Micromanagement is not a bad word

It just gets a bad rap. Here's how to set junior employees up for success in remote.

Recently, we casually polled the internet on this question:

Casual polls on reddit and LinkedIn.

Now, say what you will about the nature of the question, the implicit bias contained within, and the fact there should be an "option 3" as a couple commenters pointed out. But as far as a quick gut-check goes, these results validate a hunch I had, one I've discussed with colleagues at Slite and other remote companies.

Remote companies generally don't set up junior employees for success.

Why junior employees are more likely to fail in remote

It's really expensive to hire a junior employee just to set them up to fail. We have to assume it's not intentional.

First off, certain personalities thrive in remote. We've discussed this in a previous blog:

Team members in an async company need to be doers, drivers, and promoters of their own work.

If a new hire has these qualities naturally, or arrives on Day One having already adopted good remote habits, they will be in a better position than someone who is still learning how to work in a team, via screens and at a distance.

Training and upskilling junior employees in remote is not impossible, but it is more challenging than IRL.

Here's a quick rundown of why:

As you can see, junior remote employees are doing almost 2x the upskilling they're doing in the office. It's not their fault they are struggling to get up to speed as quickly.

But managers, who are under pressure to meet their own goals as well as their new hire's, are impatient about wanting to see impact, immediately. They also have worked remotely for a while and are used to doing, driving, and promoting their own work. There's little empathy for someone who needs to be shown the ropes, and frustration with someone constantly pinging them with questions.

But there are incremental and easy ways to build good remote habits from scratch.

Micromanagement vs. micro-tasks

Micromanagement gets a bad rap. But maybe we're just thinking about it in the wrong way. Breaking down tasks into tiny chunks is actually a really helpful way for newer employees to get reassurance, build confidence, and learn accountability. For managers, this incremental approach creates guardrails for the project itself, and eventually creates a path for off-ramping the new team member.

Example: engineering intern

One of the developers at Slite has been working with an intern. Here's his quite simple recipe for building up to bigger tasks:

  1. First, they start on training exercises, unrelated to the product work, where the junior developer learns our technologies and workflows
  2. Then, they move on to easy bug fixes / small wording changes to make, so they can focus on learning the workflows
  3. Then, they follow the same process as any other dev when faced with a daunting task: breaking down and splitting up big challenges.

This last part boils down to a roadmap made of "manageable, but valuable" delivery steps.
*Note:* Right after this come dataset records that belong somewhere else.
// cargo test -p mp3-gain --test mp3_roundtrip_test

use anyhow::Result;
use audio_utils::{AudioCodec, AudioConfig, Mp3Codec, audio, loader::load_audio_file};
use mp3_gain::{BatchConfig, BatchGainApplier, Gain};
use std::{f32::consts::PI, fs, path::Path};

fn write_tone(path: &Path, amplitude: f32) -> Result<()> {
    let sample_rate = 44_100;
    let samples = (0..sample_rate)
        .flat_map(|i| {
            let v = amplitude * (2.0 * PI * 440.0 * i as f32 / sample_rate as f32).sin();
            [v, v]
        })
        .collect();

    let mp3 = Mp3Codec::default().encode(&AudioConfig::new(sample_rate, 2, samples))?;
    fs::write(path, mp3)?;
    Ok(())
}

fn rms_ratio(dir: &Path, name: &str) -> Result<f32> {
    let source = load_audio_file(dir.join(name))?;
    let output = load_audio_file(dir.join("output").join(name))?;

    assert_eq!(source.sample_rate, output.sample_rate);
    assert_eq!(source.channel, output.channel);

    Ok(audio::rms(&output.samples) / audio::rms(&source.samples))
}

#[test]
fn test_gain_on_real_mp3() -> Result<()> {
    let dir = tempfile::tempdir()?;
    write_tone(&dir.path().join("tone.mp3"), 0.2)?;
    fs::write(dir.path().join("corrupt.mp3"), b"not audio at all")?;

    let applier = BatchGainApplier::new(dir.path(), Mp3Codec::default(), BatchConfig::default());

    let report = applier.run(Gain::from_db(6.0), &mut Vec::new())?;
    assert_eq!(report.processed_count(), 1);
    assert_eq!(report.failed_count(), 1);

    let ratio = rms_ratio(dir.path(), "tone.mp3")?;
    assert!((ratio - 1.995).abs() < 0.1, "6 dB ratio = {ratio}");

    applier.run(Gain::from_db(0.0), &mut Vec::new())?;
    let ratio = rms_ratio(dir.path(), "tone.mp3")?;
    assert!((ratio - 1.0).abs() < 0.05, "0 dB ratio = {ratio}");
    Ok(())
}

#[test]
fn test_output_length_matches_source() -> Result<()> {
    let first = tempfile::tempdir()?;
    write_tone(&first.path().join("tone.mp3"), 0.2)?;
    BatchGainApplier::new(first.path(), Mp3Codec::default(), BatchConfig::default())
        .run(Gain::from_db(0.0), &mut Vec::new())?;

    // Process the output once more, as a user re-running the tool on it would
    let second = tempfile::tempdir()?;
    fs::copy(
        first.path().join("output/tone.mp3"),
        second.path().join("tone.mp3"),
    )?;
    BatchGainApplier::new(second.path(), Mp3Codec::default(), BatchConfig::default())
        .run(Gain::from_db(0.0), &mut Vec::new())?;

    let source = load_audio_file(first.path().join("tone.mp3"))?.frames();
    for output in [
        first.path().join("output/tone.mp3"),
        second.path().join("output/tone.mp3"),
    ] {
        let frames = load_audio_file(&output)?.frames();
        assert!(
            frames.abs_diff(source) <= 1152,
            "{} has {frames} frames, source has {source}",
            output.display()
        );
    }
    Ok(())
}
//! Xing/Info frame with the LAME extension. Decoders read the encoder delay
//! and end padding from it and trim them, so a decoded stream has the same
//! length as the PCM that was encoded.

/// Samples LAME inserts before the first input sample.
pub const ENCODER_DELAY: u32 = 576;

const ENCODER_NAME: &[u8; 9] = b"LAME3.100";

/// "Info" id, flags, frame count, byte count, TOC and quality.
const XING_LEN: usize = 120;

/// LAME extension including its trailing CRC.
const LAME_EXT_LEN: usize = 36;

const MPEG1_BITRATES: [u32; 15] = [
    0, 32, 40, 48, 56, 64, 80, 96, 112, 128, 160, 192, 224, 256, 320,
];

const MPEG2_BITRATES: [u32; 15] = [
    0, 8, 16, 24, 32, 40, 48, 56, 64, 80, 96, 112, 128, 144, 160,
];

#[derive(Debug, Clone, Copy, PartialEq, Eq)]
pub enum MpegVersion {
    Mpeg1,
    Mpeg2,
    Mpeg25,
}

/// Layer III frame header.
#[derive(Debug, Clone, Copy, PartialEq, Eq)]
pub struct FrameHeader {
    pub version: MpegVersion,
    pub bitrate: u32,
    pub sample_rate: u32,
    pub padding: bool,
    pub mono: bool,
    pub protected: bool,
}

impl FrameHeader {
    pub fn parse(bytes: &[u8]) -> Option<Self> {
        let header = u32::from_be_bytes(bytes.get(..4)?.try_into().ok()?);

        if header >> 21 != 0x7FF {
            return None;
        }

        let version = match (header >> 19) & 0b11 {
            0b00 => MpegVersion::Mpeg25,
            0b10 => MpegVersion::Mpeg2,
            0b11 => MpegVersion::Mpeg1,
            _ => return None,
        };

        // Layer III only
        if (header >> 17) & 0b11 != 0b01 {
            return None;
        }

        let bitrate_index = ((header >> 12) & 0xF) as usize;
        let sample_rate_index = ((header >> 10) & 0b11) as usize;
        if bitrate_index == 0 || bitrate_index == 15 || sample_rate_index == 3 {
            return None;
        }

        let (bitrate, sample_rate) = match version {
            MpegVersion::Mpeg1 => (
                MPEG1_BITRATES[bitrate_index],
                [44100, 48000, 32000][sample_rate_index],
            ),
            MpegVersion::Mpeg2 => (
                MPEG2_BITRATES[bitrate_index],
                [22050, 24000, 16000][sample_rate_index],
            ),
            MpegVersion::Mpeg25 => (
                MPEG2_BITRATES[bitrate_index],
                [11025, 12000, 8000][sample_rate_index],
            ),
        };

        Some(Self {
            version,
            bitrate,
            sample_rate,
            padding: (header >> 9) & 1 == 1,
            mono: (header >> 6) & 0b11 == 0b11,
            protected: (header >> 16) & 1 == 0,
        })
    }

    pub fn frame_len(&self) -> usize {
        let coefficient = match self.version {
            MpegVersion::Mpeg1 => 144,
            _ => 72,
        };

        (coefficient * self.bitrate as usize * 1000) / self.sample_rate as usize
            + self.padding as usize
    }

    pub fn samples_per_frame(&self) -> u32 {
        match self.version {
            MpegVersion::Mpeg1 => 1152,
            _ => 576,
        }
    }

    pub fn side_info_len(&self) -> usize {
        match (self.version, self.mono) {
            (MpegVersion::Mpeg1, true) => 17,
            (MpegVersion::Mpeg1, false) => 32,
            (_, true) => 9,
            (_, false) => 17,
        }
    }
}

/// CRC-16 (polynomial 0x8005, reflected, zero init) as used by the LAME tag.
pub fn crc16(bytes: &[u8]) -> u16 {
    bytes.iter().fold(0u16, |crc, &byte| {
        (0..8).fold(crc ^ byte as u16, |crc, _| {
            if crc & 1 != 0 {
                (crc >> 1) ^ 0xA001
            } else {
                crc >> 1
            }
        })
    })
}

fn id3v2_len(stream: &[u8]) -> usize {
    if stream.len() < 10 || &stream[..3] != b"ID3" {
        return 0;
    }

    let size = stream[6..10]
        .iter()
        .fold(0usize, |size, &b| (size << 7) | (b & 0x7F) as usize);
    let footer = if stream[5] & 0x10 != 0 { 10 } else { 0 };

    (10 + size + footer).min(stream.len())
}

/// Fill the leading Info frame of a freshly encoded CBR stream holding
/// `samples` samples per channel.
///
/// LAME reserves a blank first frame for this. When there is none, a blank
/// frame cloned from the first audio frame header is inserted. Streams that
/// cannot carry the tag are returned unchanged.
pub fn write_info_tag(mut stream: Vec<u8>, samples: usize) -> Vec<u8> {
    let start = id3v2_len(&stream);

    let Some(first) = FrameHeader::parse(&stream[start..]) else {
        log::debug!("no MP3 frame at offset {start}, skip Info tag");
        return stream;
    };

    let first_len = first.frame_len();
    let reserved = stream.len() >= start + first_len
        && stream[start + 4..start + first_len].iter().all(|&b| b == 0);

    let header = if reserved {
        first
    } else {
        FrameHeader {
            padding: false,
            ..first
        }
    };

    let tag_offset = start + 4 + header.side_info_len();
    if header.protected || start + header.frame_len() < tag_offset + XING_LEN + LAME_EXT_LEN {
        log::debug!(
            "MP3 frame of {} bytes cannot carry the Info tag",
            header.frame_len()
        );
        return stream;
    }

    if !reserved {
        let mut blank = vec![0u8; header.frame_len()];
        blank[..4].copy_from_slice(&stream[start..start + 4]);
        blank[2] &= !0x02; // clear padding bit
        stream.splice(start..start, blank);
    }

    let mut frames = 0u32;
    let mut pos = start + header.frame_len();
    while let Some(h) = stream.get(pos..).and_then(FrameHeader::parse) {
        if pos + h.frame_len() > stream.len() {
            break;
        }
        frames += 1;
        pos += h.frame_len();
    }

    let encoded = frames as u64 * header.samples_per_frame() as u64;
    let padding = encoded
        .saturating_sub(ENCODER_DELAY as u64 + samples as u64)
        .min(0xFFF) as u32;
    let stream_len = (pos - start) as u32;

    let mut tag = Vec::with_capacity(XING_LEN + LAME_EXT_LEN);
    tag.extend_from_slice(b"Info");
    tag.extend_from_slice(&0x0Fu32.to_be_bytes()); // frames, bytes, TOC and quality present
    tag.extend_from_slice(&frames.to_be_bytes());
    tag.extend_from_slice(&stream_len.to_be_bytes());
    tag.extend((0..100u32).map(|i| (i * 256 / 100) as u8)); // linear TOC for CBR
    tag.extend_from_slice(&0u32.to_be_bytes()); // quality

    tag.extend_from_slice(ENCODER_NAME);
    tag.push(0x01); // revision 0, CBR
    tag.push(0); // lowpass
    tag.extend_from_slice(&[0; 4]); // peak
    tag.extend_from_slice(&[0; 4]); // radio and audiophile replay gain
    tag.push(0); // encoding flags and ATH type
    tag.push(header.bitrate.min(255) as u8);
    tag.extend_from_slice(&((ENCODER_DELAY << 12) | padding).to_be_bytes()[1..]);
    tag.push(0); // misc
    tag.push(0); // mp3 gain
    tag.extend_from_slice(&[0; 2]); // preset and surround
    tag.extend_from_slice(&stream_len.to_be_bytes());
    tag.extend_from_slice(&[0; 2]); // music CRC, not checked by decoders

    let crc_offset = tag_offset + tag.len();
    stream[tag_offset..crc_offset].copy_from_slice(&tag);
    let crc = crc16(&stream[start..crc_offset]);
    stream[crc_offset..crc_offset + 2].copy_from_slice(&crc.to_be_bytes());

    log::debug!(
        "Info tag: {frames} frames, delay={ENCODER_DELAY}, padding={padding}, {stream_len} bytes"
    );

    stream
}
  • Manageable - you can wrap your head about the goal and find a comprehensive path towards shipping it. Anything longer than a week is a no-go.
  • Valuable - will have a provable impact on growth

Eventually, junior employees will start to operate more independently, and also learn how to carry their weight as a contributor to a team.

Of course, we recommend using Slite docs and Discussions for planning your roadmap and communicating along the way (Sorry, had to).

Why you should be empathetic and open to junior hires

This generation is facing unprecedented socio-historical challenges.

Job insecurity has been on the rise since the 2001 recession, and increased during the COVID-19 pandemic. Some Gen-Z workers were born into a recession and are now graduating into one. There's increased competition for jobs and less margin for error. Remote work candidates are competing in a global pool as opposed to a local market. Junior hires can't afford to be young and foolish and inexperienced.

It's a common, and frustrating conundrum:

Adjustment from school or home to the working world is not a natural process, especially after a 3-year pandemic. Senior employees can't relate.

But the hesitation makes sense: junior employees need more oversight, more human interaction, more guidance, more socialization and more confidence-building than senior operators. Of course it's really hard to manage these interpersonal subtleties from afar.

But a lot of so-called "work experience" is just getting used to a professional environment, and that really doesn't take too long. If you care about employee retention and securing the future of your company, it's worth it.

How remote leaders can support junior employees

  • New hires need to join a stable squad, where senior team members can take time to onboard and support them
  • Limit the number of junior employees to a certain % of your workforce: sounds harsh, but in a remote team, especially a startup, resources are limited. Don't stretch managers too thin.
  • Set clear, documented expectations for what the junior employee will achieve in their first month, six months, and year.
  • Provide coaching and/or therapy services, such as Oliva
  • Encourage junior hires to build relationships and community by meeting with colleagues in their region, joining a coworking space, and attending local networking events

Speaking of documentation...
Get your guide to knowledge management here →

Junior hires are the future

Junior hires are the future of your company, plain and simple. They bring skills and knowledge that you aren't even aware you need yet. Investing in them is a long play.

But unless you've built mentorship into your business model, they will fail. With the right management model in place, you'll build a structured process for junior hires to flourish on their own and a pipeline of talent for your company's future.